Annual growth rate: 2.9%.
Ethnic groups: About 250.
Religions: Christian (40%), Muslim (20%), indigenous African (40%).
Languages: English and French (official), and about 270 African
languages and dialects, including Fulfulde, and Ewondo.
Education: Compulsory between ages 6 and 14. Attendance - more
than 70%. Literacy - 65%.
Health: Infant mortality - 5.5% Life expectancy - 57 years.
Work force: Agriculture - 70%. Industry and Commerce - 13%.
Type: Republic - strong central government dominated by president.
Independence: January 1, 1960 (for areas formerly ruled by France)
and October 1, 1961 (for territory formerly ruled by Britain).
Constitution: June 2, 1972.
Branches: Executive - President (chief of state) 7-year term, renewable
once; appointed Prime Minister (head of government). Legislative -
unicameral National Assembly (180 members, 5-year terms, meets
briefly twice a year, in June and November); a new Senate is called for
under constitutional changes made in early 1996. The judiciary, part of
the Executive's Ministry of Justice, is to become more independent
under new legislation in early 1996.
Administrative subdivisions: 10 provinces (to be renamed regions
under new legislation in early 1996), 56 departments or divisions, 276
subprefectures or subdivisions.
Ruling political party: Cameroon People's Democratic Movement
(CPDM) or its predecessor parties have ruled since independence.
Opposition parties, banned in 1966, were again legalized in 1990.
Suffrage: Universal at 20.
Flag: Green, red, and yellow vertical bands with one yellow star in
GDP: (1994 est.): $6.6 billion (FY 93/94 Est.)
Annual growth rate: Rate declined at a 6% annual rate between 1986
and 1993. Growth of 3% was recorded in 1994.
Per capita GDP: $532 (FY 93/94 Est.)
Natural resources: Oil (6% of GDP), timber, hydroelectric power,
natural gas, bauxite, gold, diamonds.
Agriculture: 35% of GDP (1994 est.).
Products - wood, coffee, tea, bananas, cocoa, rubber, palm oil and
cotton. Arable land - 13%.
Manufacturing: 20% of GDP (1994 est.).
Products - petroleum production and refining, food processing, light
consumer goods, textiles, saw mills.
Trade: Exports (est.) - $1.6 billion: crude oil, wood and wood
products, coffee, bananas, cocoa, rubber, cotton, and palm oil. Major
markets - Nigeria, France, Netherlands, Italy.

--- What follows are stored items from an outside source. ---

// SPDX-FileCopyrightText: 2026 Vouch Contributors
// SPDX-License-Identifier: MIT OR Apache-2.0

//! Outbound notifier seam: delivery of a terminal decision to the
//! workflow engine's resume URL.

use async_trait::async_trait;

use crate::error::VouchError;
use crate::types::DecisionPayload;

/// Delivers a decision payload to the resume URL a session recorded.
///
/// Delivery is at-most-once: the engine emits each decision exactly once
/// and never retries a failed call. Implementations must not block the
/// caller beyond an ordinary request timeout.
#[async_trait]
pub trait DecisionNotifier: Send + Sync + 'static {
    async fn notify(&self, resume_url: &str, payload: &DecisionPayload)
        -> Result<(), VouchError>;
}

Imports (est.) - $1.4 billion: alcohol and tobacco, other consumer
goods. Major suppliers - France, Germany, U. S., Japan.
Official exchange rate: 100 CFA (Communaute Financiere Africaine)

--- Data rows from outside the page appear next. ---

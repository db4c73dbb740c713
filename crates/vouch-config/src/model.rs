// SPDX-FileCopyrightText: 2026 Vouch Contributors
// SPDX-License-Identifier: MIT OR Apache-2.0

//! Configuration model structs for the Vouch approval gateway.
//!
//! All structs use `#[serde(deny_unknown_fields)]` to reject unrecognized
//! config keys at startup, providing actionable error messages.

use serde::{Deserialize, Serialize};

/// Top-level Vouch configuration.
///
/// Loaded from TOML files following XDG hierarchy, with environment variable
/// overrides. All sections are optional and default to sensible values.
#[derive(Debug, Clone, Default, Deserialize, Serialize)]
#[serde(deny_unknown_fields)]
pub struct VouchConfig {
    /// Service identity and logging settings.
    #[serde(default)]
    pub service: ServiceConfig,

    /// Inbound HTTP gateway settings (workflow-engine side).
    #[serde(default)]
    pub gateway: GatewayConfig,

    /// Telegram reviewer channel settings.
    #[serde(default)]
    pub telegram: TelegramConfig,

    /// Session TTL and expiry sweep settings.
    #[serde(default)]
    pub review: ReviewConfig,

    /// Storage backend settings.
    #[serde(default)]
    pub storage: StorageConfig,
}

/// Service identity and logging configuration.
#[derive(Debug, Clone, Deserialize, Serialize)]
#[serde(deny_unknown_fields)]
pub struct ServiceConfig {
    /// Display name of the service.
    #[serde(default = "default_service_name")]
    pub name: String,

    /// Logging level (trace, debug, info, warn, error).
    #[serde(default = "default_log_level")]
    pub log_level: String,
}

impl Default for ServiceConfig {
    fn default() -> Self {
        Self {
            name: default_service_name(),
            log_level: default_log_level(),
        }
    }
}

fn default_service_name() -> String {
    "vouch".to_string()
}

fn default_log_level() -> String {
    "info".to_string()
}

/// Inbound HTTP gateway configuration.
///
/// The workflow engine POSTs new review requests here.
#[derive(Debug, Clone, Deserialize, Serialize)]
#[serde(deny_unknown_fields)]
pub struct GatewayConfig {
    /// Host address to bind.
    #[serde(default = "default_gateway_host")]
    pub host: String,

    /// Port to bind.
    #[serde(default = "default_gateway_port")]
    pub port: u16,
}

impl Default for GatewayConfig {
    fn default() -> Self {
        Self {
            host: default_gateway_host(),
            port: default_gateway_port(),
        }
    }
}

fn default_gateway_host() -> String {
    "127.0.0.1".to_string()
}

fn default_gateway_port() -> u16 {
    8000
}

/// Telegram reviewer channel configuration.
#[derive(Debug, Clone, Default, Deserialize, Serialize)]
#[serde(deny_unknown_fields)]
pub struct TelegramConfig {
    /// Telegram Bot API token. Required to serve.
    #[serde(default)]
    pub bot_token: Option<String>,

    /// List of allowed Telegram user IDs or usernames. Applies to both
    /// messages and button presses; an empty list rejects everyone
    /// (secure default).
    #[serde(default)]
    pub allowed_users: Vec<String>,
}

/// Session TTL and expiry sweep configuration.
#[derive(Debug, Clone, Deserialize, Serialize)]
#[serde(deny_unknown_fields)]
pub struct ReviewConfig {
    /// Seconds a session may stay pending before the sweeper emits a
    /// timeout decision and evicts it.
    #[serde(default = "default_ttl_secs")]
    pub ttl_secs: u64,

    /// Seconds between expiry sweeps.
    #[serde(default = "default_sweep_interval_secs")]
    pub sweep_interval_secs: u64,
}

impl Default for ReviewConfig {
    fn default() -> Self {
        Self {
            ttl_secs: default_ttl_secs(),
            sweep_interval_secs: default_sweep_interval_secs(),
        }
    }
}

fn default_ttl_secs() -> u64 {
    300
}

fn default_sweep_interval_secs() -> u64 {
    60
}

/// Storage backend configuration.
#[derive(Debug, Clone, Deserialize, Serialize)]
#[serde(deny_unknown_fields)]
pub struct StorageConfig {
    /// Path to the SQLite database file.
    #[serde(default = "default_database_path")]
    pub database_path: String,
}

impl Default for StorageConfig {
    fn default() -> Self {
        Self {
            database_path: default_database_path(),
        }
    }
}

fn default_database_path() -> String {
    dirs::data_dir()
        .map(|p| p.join("vouch").join("sessions.db"))
        .unwrap_or_else(|| std::path::PathBuf::from("sessions.db"))
        .to_string_lossy()
        .into_owned()
}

Francs to 1 French Franc, which floats against the U. S. dollar.
Current rate is between 400 and 500 CFA to one U.S. dollar.

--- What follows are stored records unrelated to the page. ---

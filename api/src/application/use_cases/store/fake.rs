use std::sync::Mutex;

use async_trait::async_trait;
use uuid::Uuid;

use crate::application::pagination::PageRequest;
use crate::application::ports::store_repository::{
    CheckoutOutcome, NewProduct, ProductFilter, ProductPatch, StoreRepository,
};
use crate::domain::store::cart::Cart;
use crate::domain::store::order::{Order, OrderLine, OrderStatus};
use crate::domain::store::product::{DepartmentCount, Product};

#[derive(Default)]
pub struct MemStore {
    products: Mutex<Vec<Product>>,
    ratings: Mutex<Vec<(Uuid, Uuid, i32)>>,
    carts: Mutex<Vec<(Uuid, Cart)>>,
    orders: Mutex<Vec<Order>>,
}

#[async_trait]
impl StoreRepository for MemStore {
    async fn create_product(&self, p: &NewProduct) -> anyhow::Result<Product> {
        let product = Product {
            id: Uuid::new_v4(),
            sku: p.sku.clone(),
            name: p.name.clone(),
            description: p.description.clone(),
            department: p.department.clone(),
            price: p.price,
            stock: p.stock,
            rating_avg: 0.0,
            rating_count: 0,
            created_at: chrono::Utc::now(),
            updated_at: chrono::Utc::now(),
        };
        self.products.lock().unwrap().push(product.clone());
        Ok(product)
    }
    async fn get_product(&self, id: Uuid) -> anyhow::Result<Option<Product>> {
        Ok(self.products.lock().unwrap().iter().find(|p| p.id == id).cloned())
    }
    async fn list_products(&self, _: &ProductFilter, _: PageRequest) -> anyhow::Result<(Vec<Product>, i64)> {
        unimplemented!()
    }
    async fn update_product(&self, _: Uuid, _: &ProductPatch) -> anyhow::Result<Option<Product>> {
        unimplemented!()
    }
    async fn delete_product(&self, _: Uuid) -> anyhow::Result<bool> {
        unimplemented!()
    }
    async fn departments(&self) -> anyhow::Result<Vec<DepartmentCount>> {
        unimplemented!()
    }
    async fn upsert_rating(&self, product: Uuid, user: Uuid, stars: i32, _: Option<&str>) -> anyhow::Result<()> {
        let mut ratings = self.ratings.lock().unwrap();
        ratings.retain(|(p, u, _)| !(*p == product && *u == user));
        ratings.push((product, user, stars));
        Ok(())
    }
    async fn rating_stars(&self, product: Uuid) -> anyhow::Result<Vec<i32>> {
        Ok(self
            .ratings
            .lock()
            .unwrap()
            .iter()
            .filter(|(p, _, _)| *p == product)
            .map(|(_, _, s)| *s)
            .collect())
    }
    async fn set_rating_summary(&self, id: Uuid, avg: f64, count: i64) -> anyhow::Result<Option<Product>> {
        let mut products = self.products.lock().unwrap();
        let p = products.iter_mut().find(|p| p.id == id);
        Ok(p.map(|p| {
            p.rating_avg = avg;
            p.rating_count = count;
            p.clone()
        }))
    }
    async fn load_cart(&self, user: Uuid) -> anyhow::Result<Cart> {
        Ok(self
            .carts
            .lock()
            .unwrap()
            .iter()
            .find(|(u, _)| *u == user)
            .map(|(_, c)| c.clone())
            .unwrap_or_default())
    }
    async fn save_cart(&self, user: Uuid, cart: &Cart) -> anyhow::Result<()> {
        let mut carts = self.carts.lock().unwrap();
        carts.retain(|(u, _)| *u != user);
        carts.push((user, cart.clone()));
        Ok(())
    }
    async fn place_order(&self, user: Uuid, number: &str, cart: &Cart) -> anyhow::Result<CheckoutOutcome> {
        {
            let mut products = self.products.lock().unwrap();
            for line in &cart.lines {
                let p = products.iter().find(|p| p.id == line.product_id).unwrap();
                if p.stock < line.quantity {
                    return Ok(CheckoutOutcome::OutOfStock {
                        product_id: p.id,
                        name: p.name.clone(),
                    });
                }
            }
            for line in &cart.lines {
                let p = products.iter_mut().find(|p| p.id == line.product_id).unwrap();
                p.stock -= line.quantity;
            }
        }
        let order = Order {
            id: Uuid::new_v4(),
            order_number: number.to_string(),
            user_id: user,
            status: OrderStatus::Pending,
            total: cart.total().unwrap(),
            lines: cart
                .lines
                .iter()
                .map(|l| OrderLine {
                    product_id: l.product_id,
                    name: l.name.clone(),
                    unit_price: l.unit_price,
                    quantity: l.quantity,
                })
                .collect(),
            created_at: chrono::Utc::now(),
            updated_at: chrono::Utc::now(),
        };
        self.orders.lock().unwrap().push(order.clone());
        self.carts.lock().unwrap().retain(|(u, _)| *u != user);
        Ok(CheckoutOutcome::Placed(order))
    }
    async fn list_orders(&self, user: Option<Uuid>, _: PageRequest) -> anyhow::Result<(Vec<Order>, i64)> {
        let items: Vec<Order> = self
            .orders
            .lock()
            .unwrap()
            .iter()
            .filter(|o| user.map(|u| u == o.user_id).unwrap_or(true))
            .cloned()
            .collect();
        let total = items.len() as i64;
        Ok((items, total))
    }
    async fn get_order(&self, id: Uuid) -> anyhow::Result<Option<Order>> {
        Ok(self.orders.lock().unwrap().iter().find(|o| o.id == id).cloned())
    }
    async fn set_order_status(
        &self,
        id: Uuid,
        from: OrderStatus,
        to: OrderStatus,
        restock: bool,
    ) -> anyhow::Result<Option<Order>> {
        let mut orders = self.orders.lock().unwrap();
        let Some(order) = orders.iter_mut().find(|o| o.id == id && o.status == from) else {
            return Ok(None);
        };
        order.status = to;
        if restock {
            let mut products = self.products.lock().unwrap();
            for line in &order.lines {
                if let Some(p) = products.iter_mut().find(|p| p.id == line.product_id) {
                    p.stock += line.quantity;
                }
            }
        }
        Ok(Some(order.clone()))
    }
}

Cameroon's estimated 250 ethnic groups form five larger regional-
cultural groups: (1) western highlanders (or grasslanders), including
the Bamileke, Bamoun, and many smaller entities in the Northwest
(est. 38% of population); (2) coastal rain forest peoples, including the
Bassa, Douala, and many smaller entities in the Southwest (12%), (3)
southern rain forest peoples, including the Beti, Bulu (subgroup of
Beti), Fang (subgroup of Beti), and Pygmies (officially called Bakas)
(18%); (4) Predominantly Islamic peoples of the northern semi-arid
regions (the Sahel) and central highlands, including the Fulbe, also
known as Peuhl or Fulani (14%); and (5) the "kirdi," non-Islamic or
recently Islamic peoples of the northern desert and central highlands
The people concentrated in the Southwest and Northwest Provinces
(around Buea and Bamenda) use standard English and "pidgin," as well
as their local languages. In the three northern provinces (around
Adamaoua, Garoua, and Maroua), either French or Fulfulde, the
language of the Fulani, is widely spoken. Elsewhere, French is the
principal second language, although Pidgin and some local languages,
such as Ewondo, the dialect of a Beti clan from the Yaounde area, are
also widely spoken. Cameroon is still the only African nation where
French and English are both official languages.
Although Yaounde is Cameroon's capital, Douala is the largest city,
main seaport, and main industrial and commercial center.
The western highlands are the most fertile in Cameroon and have a
relatively healthy environment in higher altitudes. This region is
densely populated and has intensive agriculture, commerce, cohesive
communities, and historical emigration pressures. From here, Bantu
migrations into eastern, southern, and central Africa are believed to
have originated about 2,000 years ago. In this century, many western
highlanders have migrated to towns elsewhere in Cameroon, such as
the coastal provinces, where they form much of the business
community. About 14,000 non-Africans, including over 7,000 French
and 1,000 U. S. citizens, now reside in Cameroon.
The earliest inhabitants of Cameroon were probably the Pygmies.
They still inhabit the forests of the South and East Provinces. Bantu
speakers from equatorial Africa were among the first groups to invade.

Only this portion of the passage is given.